**Task details**:
Among the records below, find each line containing the word "notify" and copy it.

**Input for this task**:
──────────────────────────────

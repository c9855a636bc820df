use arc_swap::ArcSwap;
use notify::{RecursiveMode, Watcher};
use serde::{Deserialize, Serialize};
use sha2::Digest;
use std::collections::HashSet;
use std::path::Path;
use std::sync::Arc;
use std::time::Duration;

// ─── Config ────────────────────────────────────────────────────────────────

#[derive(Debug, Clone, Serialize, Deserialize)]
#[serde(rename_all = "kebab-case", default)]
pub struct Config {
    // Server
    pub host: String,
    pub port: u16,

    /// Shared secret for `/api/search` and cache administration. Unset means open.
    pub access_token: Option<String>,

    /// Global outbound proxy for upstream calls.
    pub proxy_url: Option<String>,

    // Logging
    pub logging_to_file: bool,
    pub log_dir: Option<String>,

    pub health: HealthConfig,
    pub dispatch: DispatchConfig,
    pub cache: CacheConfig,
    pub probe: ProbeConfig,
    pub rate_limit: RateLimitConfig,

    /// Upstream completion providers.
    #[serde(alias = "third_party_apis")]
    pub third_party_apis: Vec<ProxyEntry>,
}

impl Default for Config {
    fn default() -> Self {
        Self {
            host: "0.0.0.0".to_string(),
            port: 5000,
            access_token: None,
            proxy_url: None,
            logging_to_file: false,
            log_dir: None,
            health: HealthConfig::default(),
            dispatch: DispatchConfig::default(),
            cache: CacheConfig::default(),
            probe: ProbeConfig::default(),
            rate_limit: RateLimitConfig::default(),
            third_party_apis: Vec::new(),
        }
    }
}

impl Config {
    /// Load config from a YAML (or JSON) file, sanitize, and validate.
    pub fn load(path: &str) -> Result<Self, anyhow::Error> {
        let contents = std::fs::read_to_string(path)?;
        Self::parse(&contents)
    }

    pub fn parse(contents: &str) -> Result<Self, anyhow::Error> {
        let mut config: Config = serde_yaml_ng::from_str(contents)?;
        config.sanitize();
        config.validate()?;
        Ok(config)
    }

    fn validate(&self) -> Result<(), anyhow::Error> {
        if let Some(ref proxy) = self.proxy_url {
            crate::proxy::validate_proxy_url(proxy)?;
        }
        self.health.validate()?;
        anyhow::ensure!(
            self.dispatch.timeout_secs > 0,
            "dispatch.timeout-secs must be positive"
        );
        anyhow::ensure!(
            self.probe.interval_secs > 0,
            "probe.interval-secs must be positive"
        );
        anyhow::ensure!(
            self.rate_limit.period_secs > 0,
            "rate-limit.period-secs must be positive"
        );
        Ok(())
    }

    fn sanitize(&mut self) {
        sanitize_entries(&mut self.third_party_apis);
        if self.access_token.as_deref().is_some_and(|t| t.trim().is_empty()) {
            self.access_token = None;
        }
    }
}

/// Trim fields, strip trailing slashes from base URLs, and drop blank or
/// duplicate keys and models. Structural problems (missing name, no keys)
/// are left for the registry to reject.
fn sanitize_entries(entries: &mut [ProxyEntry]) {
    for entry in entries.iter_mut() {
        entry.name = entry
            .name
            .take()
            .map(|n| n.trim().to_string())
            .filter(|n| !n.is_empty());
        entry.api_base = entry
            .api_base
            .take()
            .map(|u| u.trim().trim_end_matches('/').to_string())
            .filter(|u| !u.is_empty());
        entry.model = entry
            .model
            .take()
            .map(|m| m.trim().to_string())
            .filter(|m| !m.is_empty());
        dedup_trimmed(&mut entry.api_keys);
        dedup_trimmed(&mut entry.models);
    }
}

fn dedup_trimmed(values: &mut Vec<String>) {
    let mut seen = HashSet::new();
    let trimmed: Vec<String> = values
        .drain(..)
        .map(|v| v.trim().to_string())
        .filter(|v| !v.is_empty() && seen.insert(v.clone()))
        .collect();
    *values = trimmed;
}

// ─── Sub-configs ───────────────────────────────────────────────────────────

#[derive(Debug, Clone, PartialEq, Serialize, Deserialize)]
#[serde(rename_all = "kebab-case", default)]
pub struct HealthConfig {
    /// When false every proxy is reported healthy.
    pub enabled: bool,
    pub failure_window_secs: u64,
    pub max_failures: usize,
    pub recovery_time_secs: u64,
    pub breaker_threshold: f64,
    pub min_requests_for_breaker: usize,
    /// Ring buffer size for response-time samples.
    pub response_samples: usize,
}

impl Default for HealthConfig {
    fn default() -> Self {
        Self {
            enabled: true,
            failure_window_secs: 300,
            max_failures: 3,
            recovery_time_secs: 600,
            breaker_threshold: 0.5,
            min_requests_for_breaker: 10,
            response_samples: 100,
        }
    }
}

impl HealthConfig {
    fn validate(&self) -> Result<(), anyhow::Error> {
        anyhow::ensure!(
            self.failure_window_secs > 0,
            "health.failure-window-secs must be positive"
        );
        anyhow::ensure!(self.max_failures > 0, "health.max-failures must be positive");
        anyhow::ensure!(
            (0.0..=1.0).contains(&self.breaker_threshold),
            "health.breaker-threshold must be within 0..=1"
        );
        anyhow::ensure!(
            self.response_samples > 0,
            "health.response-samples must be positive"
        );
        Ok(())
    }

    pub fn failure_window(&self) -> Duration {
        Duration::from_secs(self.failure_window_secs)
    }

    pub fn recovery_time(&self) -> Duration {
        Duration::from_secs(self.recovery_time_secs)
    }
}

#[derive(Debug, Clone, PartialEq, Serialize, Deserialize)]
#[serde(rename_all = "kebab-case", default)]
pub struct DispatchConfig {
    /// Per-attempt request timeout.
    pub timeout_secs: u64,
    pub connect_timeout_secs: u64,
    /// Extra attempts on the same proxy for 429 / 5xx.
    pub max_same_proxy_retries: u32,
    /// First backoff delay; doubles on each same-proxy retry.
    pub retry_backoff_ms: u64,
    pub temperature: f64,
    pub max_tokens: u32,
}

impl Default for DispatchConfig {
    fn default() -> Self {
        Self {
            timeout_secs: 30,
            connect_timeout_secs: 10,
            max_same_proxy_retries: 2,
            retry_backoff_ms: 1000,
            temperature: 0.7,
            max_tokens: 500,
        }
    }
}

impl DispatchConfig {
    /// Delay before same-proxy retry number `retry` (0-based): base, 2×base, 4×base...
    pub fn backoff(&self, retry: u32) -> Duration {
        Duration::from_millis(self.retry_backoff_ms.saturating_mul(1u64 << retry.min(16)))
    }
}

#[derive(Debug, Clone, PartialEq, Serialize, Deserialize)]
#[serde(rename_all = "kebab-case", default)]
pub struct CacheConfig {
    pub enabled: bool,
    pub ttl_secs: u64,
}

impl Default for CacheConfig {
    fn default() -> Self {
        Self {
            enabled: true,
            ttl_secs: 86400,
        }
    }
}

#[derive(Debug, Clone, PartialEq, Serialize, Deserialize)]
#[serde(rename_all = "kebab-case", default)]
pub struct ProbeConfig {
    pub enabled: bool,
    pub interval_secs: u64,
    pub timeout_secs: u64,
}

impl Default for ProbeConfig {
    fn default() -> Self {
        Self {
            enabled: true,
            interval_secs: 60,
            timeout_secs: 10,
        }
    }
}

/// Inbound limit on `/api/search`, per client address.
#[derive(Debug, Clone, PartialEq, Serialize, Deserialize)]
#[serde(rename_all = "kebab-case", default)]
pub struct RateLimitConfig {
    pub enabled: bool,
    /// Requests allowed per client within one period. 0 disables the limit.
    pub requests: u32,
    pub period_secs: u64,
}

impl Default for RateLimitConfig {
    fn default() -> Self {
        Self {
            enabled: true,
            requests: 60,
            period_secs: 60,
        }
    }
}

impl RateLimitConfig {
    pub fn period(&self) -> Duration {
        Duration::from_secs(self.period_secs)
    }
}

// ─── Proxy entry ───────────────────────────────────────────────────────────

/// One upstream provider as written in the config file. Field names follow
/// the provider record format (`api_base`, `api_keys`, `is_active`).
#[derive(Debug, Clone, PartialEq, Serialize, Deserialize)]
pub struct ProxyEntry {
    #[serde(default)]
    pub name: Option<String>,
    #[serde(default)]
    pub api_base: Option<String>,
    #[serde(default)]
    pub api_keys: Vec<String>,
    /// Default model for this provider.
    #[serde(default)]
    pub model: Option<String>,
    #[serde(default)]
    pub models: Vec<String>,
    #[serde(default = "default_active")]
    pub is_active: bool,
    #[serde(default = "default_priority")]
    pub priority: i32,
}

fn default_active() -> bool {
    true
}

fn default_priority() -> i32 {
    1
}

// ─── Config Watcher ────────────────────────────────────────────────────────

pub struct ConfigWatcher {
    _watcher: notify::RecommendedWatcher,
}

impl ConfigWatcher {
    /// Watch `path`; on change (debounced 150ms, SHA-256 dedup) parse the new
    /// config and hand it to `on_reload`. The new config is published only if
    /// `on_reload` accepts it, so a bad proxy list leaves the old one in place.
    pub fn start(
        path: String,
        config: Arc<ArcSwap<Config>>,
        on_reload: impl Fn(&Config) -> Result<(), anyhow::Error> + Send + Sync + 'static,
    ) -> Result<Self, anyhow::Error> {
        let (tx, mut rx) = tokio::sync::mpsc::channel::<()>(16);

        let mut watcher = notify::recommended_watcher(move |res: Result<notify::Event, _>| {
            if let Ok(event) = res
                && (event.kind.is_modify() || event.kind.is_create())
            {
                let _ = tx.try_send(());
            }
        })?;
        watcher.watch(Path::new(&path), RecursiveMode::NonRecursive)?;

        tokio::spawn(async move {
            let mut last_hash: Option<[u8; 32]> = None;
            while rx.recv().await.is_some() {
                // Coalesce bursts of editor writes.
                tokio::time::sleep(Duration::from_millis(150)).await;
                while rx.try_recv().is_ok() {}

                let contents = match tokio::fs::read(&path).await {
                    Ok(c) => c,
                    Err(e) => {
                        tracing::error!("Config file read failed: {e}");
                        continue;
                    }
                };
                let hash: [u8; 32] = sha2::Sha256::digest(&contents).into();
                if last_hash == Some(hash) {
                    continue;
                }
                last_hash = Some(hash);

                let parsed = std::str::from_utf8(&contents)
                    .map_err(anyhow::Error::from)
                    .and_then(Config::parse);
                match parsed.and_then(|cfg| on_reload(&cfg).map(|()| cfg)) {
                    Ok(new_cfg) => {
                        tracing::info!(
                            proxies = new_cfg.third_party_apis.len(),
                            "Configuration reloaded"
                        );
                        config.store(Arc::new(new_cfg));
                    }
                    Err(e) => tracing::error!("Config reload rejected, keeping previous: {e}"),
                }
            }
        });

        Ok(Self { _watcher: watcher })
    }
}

──────────────────────────────

**Exercise solution**:
use notify::{RecursiveMode, Watcher};
    _watcher: notify::RecommendedWatcher,
        let mut watcher = notify::recommended_watcher(move |res: Result<notify::Event, _>| {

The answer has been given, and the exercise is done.